* What to produce
Entries follow. Set all of them down as they stand.

[Given records — start]

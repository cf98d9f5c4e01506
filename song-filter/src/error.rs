use songbook_common::CatalogError;
use thiserror::Error;

/// 筛选接口错误，只出现在与 JS 交互的边界上
#[derive(Debug, Error)]
pub enum FilterError {
    #[error("歌单数据无效: {0}")]
    Catalog(#[from] CatalogError),

    #[error("解析筛选参数失败: {0}")]
    InvalidQuery(#[from] serde_json::Error),

    #[error("序列化结果失败: {0}")]
    Serialization(#[from] serde_wasm_bindgen::Error),
}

[Given records — finish]

* Exercise output
repository cf98d9f5c4e01506
filename song-filter/src/error.rs
use songbook_common::CatalogError;
use thiserror::Error;

/// 筛选接口错误，只出现在与 JS 交互的边界上
#[derive(Debug, Error)]
pub enum FilterError {
    #[error("歌单数据无效: {0}")]
    Catalog(#[from] CatalogError),

    #[error("解析筛选参数失败: {0}")]
    InvalidQuery(#[from] serde_json::Error),

    #[error("序列化结果失败: {0}")]
    Serialization(#[from] serde_wasm_bindgen::Error),
}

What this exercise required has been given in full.